Ce qu'il faut retenir
- 1 tasse de café sur 5 dans le monde est contaminée par des résidus de pesticides, selon un rapport publié par une coalition d’ONG le 23 juin 2026.
- Dans l’Union européenne, 23 % des cafés analysés contiennent des pesticides interdits sur le territoire.
- Le café arrive en deuxième position des produits végétaux les plus contaminés, derrière le thé.
- Le rapport, intitulé « Du poison dans votre café », souligne les risques sanitaires liés à cette contamination.
Un rapport accablant sur la contamination des cafés
Un collectif d’ONG a publié le 23 juin 2026 un rapport baptisé « Du poison dans votre café », mettant en lumière la présence de résidus de pesticides dans une proportion inquiétante de cafés consommés à travers le monde. Selon les données compilées, 20 % des tasses de café bues quotidiennement contiendraient des traces de ces substances chimiques, souvent utilisées dans les cultures pour lutter contre les parasites et les maladies des plants.
L’enquête révèle que la situation est particulièrement préoccupante dans l’Union européenne. Sur les échantillons analysés, 23 % des cafés importés ou produits localement contiennent des pesticides strictement interdits dans les États membres. Cette contamination place le café en deuxième position des produits végétaux les plus touchés, derrière le thé, qui arrive en tête du classement.
Des substances interdites toujours présentes dans les chaînes d’approvisionnement
Parmi les pesticides détectés figurent des molécules pourtant bannies en Europe en raison de leur toxicité avérée. Leur présence dans les cafés s’explique par des importations en provenance de pays où leur usage reste autorisé, ou par des contaminations croisées lors du transport ou du stockage. Reporterre souligne que ces résidus, même à faible dose, peuvent s’accumuler dans l’organisme et présenter des risques pour la santé à long terme, notamment des perturbations endocriniennes ou des effets cancérigènes.
Les régions productrices de café, principalement situées en Amérique latine, en Afrique et en Asie, sont souvent pointées du doigt pour leur recours massif à ces substances.
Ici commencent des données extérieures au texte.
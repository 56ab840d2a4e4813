//! Gmail API integration
//!
//! This module provides:
//! - Refresh-token exchange against Google's OAuth2 endpoint
//! - Gmail API client for history, messages, labels and watch
//! - Response normalization to domain models

mod auth;
mod client;
mod normalize;

pub use auth::RefreshTokenAuth;
pub use client::GmailClient;
pub use normalize::normalize_message;

/// Gmail API wire types
pub mod api {
    use serde::{Deserialize, Serialize};

    use crate::models::HistoryId;
    use crate::provider::WatchRequest;

    /// Response from users.history.list
    #[derive(Debug, Default, Deserialize)]
    #[serde(rename_all = "camelCase")]
    pub struct HistoryResponse {
        pub history: Option<Vec<HistoryRecord>>,
        pub next_page_token: Option<String>,
        pub history_id: Option<String>,
    }

    /// One change-log entry
    #[derive(Debug, Deserialize)]
    #[serde(rename_all = "camelCase")]
    pub struct HistoryRecord {
        pub id: Option<String>,
        pub messages_added: Option<Vec<HistoryMessageAdded>>,
    }

    /// A message-added event
    #[derive(Debug, Deserialize)]
    pub struct HistoryMessageAdded {
        pub message: MessageRef,
    }

    /// Reference to a message (just ID and thread ID)
    #[derive(Debug, Deserialize)]
    #[serde(rename_all = "camelCase")]
    pub struct MessageRef {
        pub id: String,
        pub thread_id: Option<String>,
    }

    /// Full message from Gmail API
    #[derive(Debug, Deserialize)]
    #[serde(rename_all = "camelCase")]
    pub struct GmailMessage {
        pub id: String,
        pub thread_id: Option<String>,
        pub label_ids: Option<Vec<String>>,
        pub payload: Option<MessagePayload>,
    }

    /// Message payload containing headers and body
    #[derive(Debug, Deserialize)]
    #[serde(rename_all = "camelCase")]
    pub struct MessagePayload {
        pub headers: Option<Vec<Header>>,
        pub body: Option<MessageBody>,
        pub parts: Option<Vec<MessagePart>>,
        pub mime_type: Option<String>,
    }

    /// Email header (name-value pair)
    #[derive(Debug, Deserialize, Serialize)]
    pub struct Header {
        pub name: String,
        pub value: String,
    }

    /// Message body (URL-safe base64 encoded)
    #[derive(Debug, Deserialize)]
    pub struct MessageBody {
        pub size: Option<u32>,
        pub data: Option<String>,
    }

    /// Message part (for multipart messages)
    #[derive(Debug, Deserialize)]
    #[serde(rename_all = "camelCase")]
    pub struct MessagePart {
        pub part_id: Option<String>,
        pub mime_type: Option<String>,
        pub filename: Option<String>,
        pub body: Option<MessageBody>,
        pub parts: Option<Vec<MessagePart>>,
    }

    /// Body of users.messages.modify
    #[derive(Debug, Serialize)]
    #[serde(rename_all = "camelCase")]
    pub struct ModifyMessageRequest<'a> {
        pub add_label_ids: &'a [&'a str],
        pub remove_label_ids: &'a [&'a str],
    }

    /// Body of users.watch
    #[derive(Debug, Serialize)]
    #[serde(rename_all = "camelCase")]
    pub struct WatchRequestBody<'a> {
        pub topic_name: &'a str,
        pub label_ids: &'a [String],
        pub label_filter_action: &'a str,
    }

    impl<'a> From<&'a WatchRequest> for WatchRequestBody<'a> {
        fn from(request: &'a WatchRequest) -> Self {
            Self {
                topic_name: &request.topic_name,
                label_ids: &request.label_ids,
                label_filter_action: "include",
            }
        }
    }

    /// Response from users.watch
    #[derive(Debug, Deserialize)]
    #[serde(rename_all = "camelCase")]
    pub struct WatchResponseBody {
        pub history_id: HistoryId,
        /// Milliseconds since epoch, as a decimal string
        pub expiration: Option<String>,
    }
}
//! Gmail API HTTP client
//!
//! Implements [`MailProvider`] over the Gmail REST API.
//! Uses synchronous HTTP (ureq) to be executor-agnostic.

use chrono::{TimeZone, Utc};
use log::debug;

use super::api::{
    GmailMessage, HistoryResponse, ModifyMessageRequest, WatchRequestBody, WatchResponseBody,
};
use super::normalize_message;
use crate::error::ProviderError;
use crate::models::{HistoryId, Message, MessageId};
use crate::provider::{AccessToken, HistoryBatch, MailProvider, WatchRequest, WatchResponse};

/// Gmail API client for the authenticated user's mailbox
#[derive(Debug, Clone)]
pub struct GmailClient {
    base_url: String,
}

impl Default for GmailClient {
    fn default() -> Self {
        Self::new()
    }
}

impl GmailClient {
    /// Gmail API base URL
    const BASE_URL: &'static str = "https://gmail.googleapis.com/gmail/v1";

    /// Create a new Gmail client
    pub fn new() -> Self {
        Self {
            base_url: Self::BASE_URL.to_string(),
        }
    }

    /// Create a client talking to a different API root
    pub fn with_base_url(base_url: impl Into<String>) -> Self {
        Self {
            base_url: base_url.into(),
        }
    }

    fn bearer(token: &AccessToken) -> String {
        format!("Bearer {}", token.secret())
    }

    /// Fetch one page of history since `start_history_id`
    ///
    /// # Errors
    /// Returns `ProviderError::HistoryExpired` if the history ID is too old (404 from Gmail)
    pub fn list_history_page(
        &self,
        token: &AccessToken,
        start_history_id: &str,
        page_token: Option<&str>,
    ) -> Result<HistoryResponse, ProviderError> {
        const OPERATION: &str = "history.list";

        let mut url = format!(
            "{}/users/me/history?startHistoryId={}&historyTypes=messageAdded",
            self.base_url,
            urlencoding::encode(start_history_id)
        );

        if let Some(page) = page_token {
            url.push_str(&format!("&pageToken={}", urlencoding::encode(page)));
        }

        let response = ureq::get(&url)
            .header("Authorization", &Self::bearer(token))
            .call();

        match response {
            Ok(mut resp) => resp
                .body_mut()
                .read_json()
                .map_err(|e| ProviderError::InvalidResponse {
                    operation: OPERATION,
                    reason: e.to_string(),
                }),
            // History ID expired or invalid
            Err(ureq::Error::StatusCode(404)) => Err(ProviderError::HistoryExpired),
            Err(e) => Err(ProviderError::from_ureq(OPERATION, e)),
        }
    }

    /// Fetch the raw Gmail representation of a message
    pub fn get_raw_message(
        &self,
        token: &AccessToken,
        id: &MessageId,
    ) -> Result<GmailMessage, ProviderError> {
        const OPERATION: &str = "messages.get";

        let url = format!(
            "{}/users/me/messages/{}?format=full",
            self.base_url,
            urlencoding::encode(id.as_str())
        );

        let mut response = ureq::get(&url)
            .header("Authorization", &Self::bearer(token))
            .call()
            .map_err(|e| ProviderError::from_ureq(OPERATION, e))?;

        response
            .body_mut()
            .read_json()
            .map_err(|e| ProviderError::InvalidResponse {
                operation: OPERATION,
                reason: e.to_string(),
            })
    }
}

impl MailProvider for GmailClient {
    fn list_history(
        &self,
        token: &AccessToken,
        start: &HistoryId,
    ) -> Result<Vec<HistoryBatch>, ProviderError> {
        let mut batches = Vec::new();
        let mut page_token: Option<String> = None;

        loop {
            let response = self.list_history_page(token, start.as_str(), page_token.as_deref())?;

            for record in response.history.unwrap_or_default() {
                let messages_added = record
                    .messages_added
                    .unwrap_or_default()
                    .into_iter()
                    .map(|added| MessageId::new(added.message.id))
                    .collect();
                batches.push(HistoryBatch { messages_added });
            }

            match response.next_page_token {
                Some(next) => page_token = Some(next),
                None => break,
            }
        }

        debug!("history.list from {} returned {} records", start, batches.len());
        Ok(batches)
    }

    fn get_message(&self, token: &AccessToken, id: &MessageId) -> Result<Message, ProviderError> {
        let raw = self.get_raw_message(token, id)?;
        normalize_message(raw)
    }

    fn remove_labels(
        &self,
        token: &AccessToken,
        id: &MessageId,
        labels: &[&str],
    ) -> Result<(), ProviderError> {
        const OPERATION: &str = "messages.modify";

        let url = format!(
            "{}/users/me/messages/{}/modify",
            self.base_url,
            urlencoding::encode(id.as_str())
        );

        ureq::post(&url)
            .header("Authorization", &Self::bearer(token))
            .send_json(&ModifyMessageRequest {
                add_label_ids: &[],
                remove_label_ids: labels,
            })
            .map_err(|e| ProviderError::from_ureq(OPERATION, e))?;

        Ok(())
    }

    fn watch(
        &self,
        token: &AccessToken,
        request: &WatchRequest,
    ) -> Result<WatchResponse, ProviderError> {
        const OPERATION: &str = "watch";

        let url = format!("{}/users/me/watch", self.base_url);

        let mut response = ureq::post(&url)
            .header("Authorization", &Self::bearer(token))
            .send_json(WatchRequestBody::from(request))
            .map_err(|e| ProviderError::from_ureq(OPERATION, e))?;

        let body: WatchResponseBody =
            response
                .body_mut()
                .read_json()
                .map_err(|e| ProviderError::InvalidResponse {
                    operation: OPERATION,
                    reason: e.to_string(),
                })?;

        let expiration = body
            .expiration
            .and_then(|ms| ms.parse::<i64>().ok())
            .and_then(|ms| Utc.timestamp_millis_opt(ms).single());

        Ok(WatchResponse {
            history_id: body.history_id,
            expiration,
        })
    }
}
//! JSON file cursor store
//!
//! Persists the cursor as `{ "historyId": "..." }` at a fixed path.

use log::debug;
use std::io::ErrorKind;
use std::path::{Path, PathBuf};

use super::CursorStore;
use crate::error::CursorStoreError;
use crate::models::{CursorRecord, HistoryId};

/// Default cursor filename in the pushmail config directory
pub const CURSOR_FILE: &str = "gmail_history.json";

/// File-backed implementation of CursorStore
#[derive(Debug, Clone)]
pub struct JsonCursorStore {
    path: PathBuf,
}

impl JsonCursorStore {
    /// Create a store backed by `path`; the file need not exist yet
    pub fn new(path: impl Into<PathBuf>) -> Self {
        Self { path: path.into() }
    }

    /// Default cursor location (~/.config/pushmail/gmail_history.json)
    pub fn default_path() -> Option<PathBuf> {
        config::config_path(CURSOR_FILE)
    }

    pub fn path(&self) -> &Path {
        &self.path
    }
}

impl CursorStore for JsonCursorStore {
    fn read(&self) -> Result<Option<HistoryId>, CursorStoreError> {
        let content = match std::fs::read_to_string(&self.path) {
            Ok(content) => content,
            Err(e) if e.kind() == ErrorKind::NotFound => {
                debug!("No cursor at {}, treating as first run", self.path.display());
                return Ok(None);
            }
            Err(source) => {
                return Err(CursorStoreError::Io {
                    path: self.path.clone(),
                    source,
                });
            }
        };

        let record: CursorRecord =
            serde_json::from_str(&content).map_err(|source| CursorStoreError::Corrupt {
                path: self.path.clone(),
                source,
            })?;
        Ok(record.history_id)
    }

    fn write(&self, history_id: &HistoryId) -> Result<(), CursorStoreError> {
        config::write_json_atomic(&self.path, &CursorRecord::new(history_id.clone())).map_err(
            |source| CursorStoreError::Io {
                path: self.path.clone(),
                source,
            },
        )?;
        debug!("Cursor advanced to {}", history_id);
        Ok(())
    }
}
Les cultures intensives, encouragées par la demande mondiale croissante, favorisent l’utilisation de pesticides malgré les réglementations locales parfois laxistes.
« Ces résultats montrent que les contrôles sanitaires ne suffisent pas à protéger les consommateurs. Les normes européennes ne s’appliquent pas aux produits importés, et les filières de production restent opaques », a déclaré un porte-parole de la coalition d’ONG à l’origine du rapport.
Quels sont les risques pour la santé des consommateurs ?
Si les doses de pesticides retrouvées dans les cafés sont généralement inférieures aux seuils réglementaires, leur accumulation dans l’organisme soulève des interrogations. Les études toxicologiques suggèrent que même à faible concentration, certaines molécules pourraient interagir avec le système hormonal ou favoriser le développement de certaines maladies. Les populations les plus exposées, comme les travailleurs agricoles ou les riverains des plantations, sont particulièrement vulnérables.
Les autorités sanitaires européennes rappellent que les limites maximales de résidus (LMR) fixées pour les pesticides sont conçues pour protéger la santé des consommateurs. Toutefois, ces seuils ne tiennent pas toujours compte des effets combinés de plusieurs substances, ni de l’exposition chronique à de faibles doses. Des experts appellent à renforcer les contrôles et à revoir les normes, notamment pour les produits importés.
Face à l’ampleur des contaminations révélées, la coalition d’ONG appelle à une réforme en profondeur des politiques agricoles et commerciales. « Il est urgent d’agir pour garantir un café sans poison », a souligné un membre du collectif. Les prochains mois seront déterminants pour savoir si les alertes répétées des associations aboutiront à des changements concrets.
Le rapport de Reporterre ne détaille pas la liste exhaustive des substances détectées, mais mentionne des pesticides interdits en Europe comme des organochlorés ou des néonicotinoïdes, souvent associés à des risques sanitaires graves. Les analyses précises varient selon les échantillons et les origines géographiques.
Les experts recommandent de se tourner vers les cafés issus de l’agriculture biologique, certifiés par des labels reconnus (comme Eurofeuille ou USDA Organic). Ces produits garantissent l’absence d’utilisation de pesticides de synthèse. Les filières équitables et les circuits courts, où les pratiques culturales sont plus transparentes, peuvent également offrir une alternative plus sûre.